▸ **Exercise instructions**:
Where the string "SecurityMode" appears in a line of the material below, copy that line.

▸ **Raw data**:

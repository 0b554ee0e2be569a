//! # Credentials
//!
//! Turns an application credential into what the transport needs:
//!
//! * a TLS configuration for the channel, and
//! * a `Bearer` `authorization` value attached to every call.
//!
//! Obtaining tokens (application default credentials, service account keys, metadata server)
//! is the job of a [`TokenProvider`]; this module only exchanges and caches the result.
use super::SecurityMode;
use crate::{BoxError, error::DispatchError};
use futures_util::future::BoxFuture;
use std::{fmt::Debug, sync::Arc};
use tokio::sync::RwLock;
use tonic::{metadata::AsciiMetadataValue, transport::ClientTlsConfig};
use tracing::debug;

/// Source of OAuth2 access tokens.
pub trait TokenProvider: Send + Sync {
    /// Returns a fresh access token.
    fn access_token(&self) -> BoxFuture<'_, Result<String, BoxError>>;
}

/// A provider handing out a token minted elsewhere.
#[derive(Clone)]
pub struct StaticTokenProvider {
    token: String,
}

impl StaticTokenProvider {
    pub fn new(token: impl Into<String>) -> Self {
        Self {
            token: token.into(),
        }
    }
}

impl Debug for StaticTokenProvider {
    fn fmt(&self, f: &mut std::fmt::Formatter<'_>) -> std::fmt::Result {
        f.debug_struct("StaticTokenProvider").finish_non_exhaustive()
    }
}

impl TokenProvider for StaticTokenProvider {
    fn access_token(&self) -> BoxFuture<'_, Result<String, BoxError>> {
        Box::pin(async move { Ok(self.token.clone()) })
    }
}

/// Transport credentials shared by every call of a client.
#[derive(Clone, Default)]
pub struct CredentialHandle {
    authorization: Option<AsciiMetadataValue>,
    tls: Option<ClientTlsConfig>,
}

impl CredentialHandle {
    /// Credentials for plaintext, unauthenticated channels.
    pub fn insecure() -> Self {
        Self::default()
    }

    /// TLS with the webpki roots plus a bearer token.
    pub fn secure(token: &str) -> Result<Self, DispatchError> {
        let authorization = AsciiMetadataValue::try_from(format!("Bearer {token}"))
            .map_err(|e| DispatchError::Auth(e.into()))?;

        Ok(Self {
            authorization: Some(authorization),
            tls: Some(ClientTlsConfig::new().with_webpki_roots()),
        })
    }

    pub fn authorization(&self) -> Option<&AsciiMetadataValue> {
        self.authorization.as_ref()
    }

    pub fn tls(&self) -> Option<&ClientTlsConfig> {
        self.tls.as_ref()
    }
}

impl Debug for CredentialHandle {
    fn fmt(&self, f: &mut std::fmt::Formatter<'_>) -> std::fmt::Result {
        f.debug_struct("CredentialHandle")
            .field("authenticated", &self.authorization.is_some())
            .field("tls", &self.tls.is_some())
            .finish()
    }
}

/// Resolves and caches the [`CredentialHandle`] of a client.
pub struct CredentialResolver {
    security: SecurityMode,
    provider: Option<Arc<dyn TokenProvider>>,
    cached: RwLock<Option<Arc<CredentialHandle>>>,
}

impl CredentialResolver {
    pub fn new(security: SecurityMode, provider: Option<Arc<dyn TokenProvider>>) -> Self {
        Self {
            security,
            provider,
            cached: RwLock::new(None),
        }
    }

    /// Returns the cached handle, exchanging a token on first use.
    ///
    /// Once cached, callers only share a read lock. Concurrent first callers wait for a
    /// single exchange. A failed exchange is not cached, so the next call tries again.
    pub async fn get(&self) -> Result<Arc<CredentialHandle>, DispatchError> {
        if let Some(handle) = self.cached.read().await.as_ref() {
            return Ok(handle.clone());
        }

        let mut cached = self.cached.write().await;

        if let Some(handle) = cached.as_ref() {
            return Ok(handle.clone());
        }

        let handle = Arc::new(self.exchange().await?);
        *cached = Some(handle.clone());
        Ok(handle)
    }

    /// Exchanges a new token and replaces the cached handle.
    pub async fn refresh(&self) -> Result<Arc<CredentialHandle>, DispatchError> {
        let mut cached = self.cached.write().await;
        let handle = Arc::new(self.exchange().await?);
        *cached = Some(handle.clone());
        Ok(handle)
    }

    async fn exchange(&self) -> Result<CredentialHandle, DispatchError> {
        match (self.security, &self.provider) {
            (SecurityMode::Insecure, _) => Ok(CredentialHandle::insecure()),
            (SecurityMode::Secure, None) => Err(DispatchError::Auth(
                "no token provider configured for a secure service".into(),
            )),
            (SecurityMode::Secure, Some(provider)) => {
                debug!("Exchanging access token for transport credentials");
                let token = provider
                    .access_token()
                    .await
                    .map_err(DispatchError::Auth)?;
                CredentialHandle::secure(&token)
            }
        }
    }
}

impl Debug for CredentialResolver {
    fn fmt(&self, f: &mut std::fmt::Formatter<'_>) -> std::fmt::Result {
        f.debug_struct("CredentialResolver")
            .field("security", &self.security)
            .field("has_provider", &self.provider.is_some())
            .finish_non_exhaustive()
    }
}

▸ **Answer section**:
use super::SecurityMode;
    security: SecurityMode,
    pub fn new(security: SecurityMode, provider: Option<Arc<dyn TokenProvider>>) -> Self {
            (SecurityMode::Insecure, _) => Ok(CredentialHandle::insecure()),
            (SecurityMode::Secure, None) => Err(DispatchError::Auth(
            (SecurityMode::Secure, Some(provider)) => {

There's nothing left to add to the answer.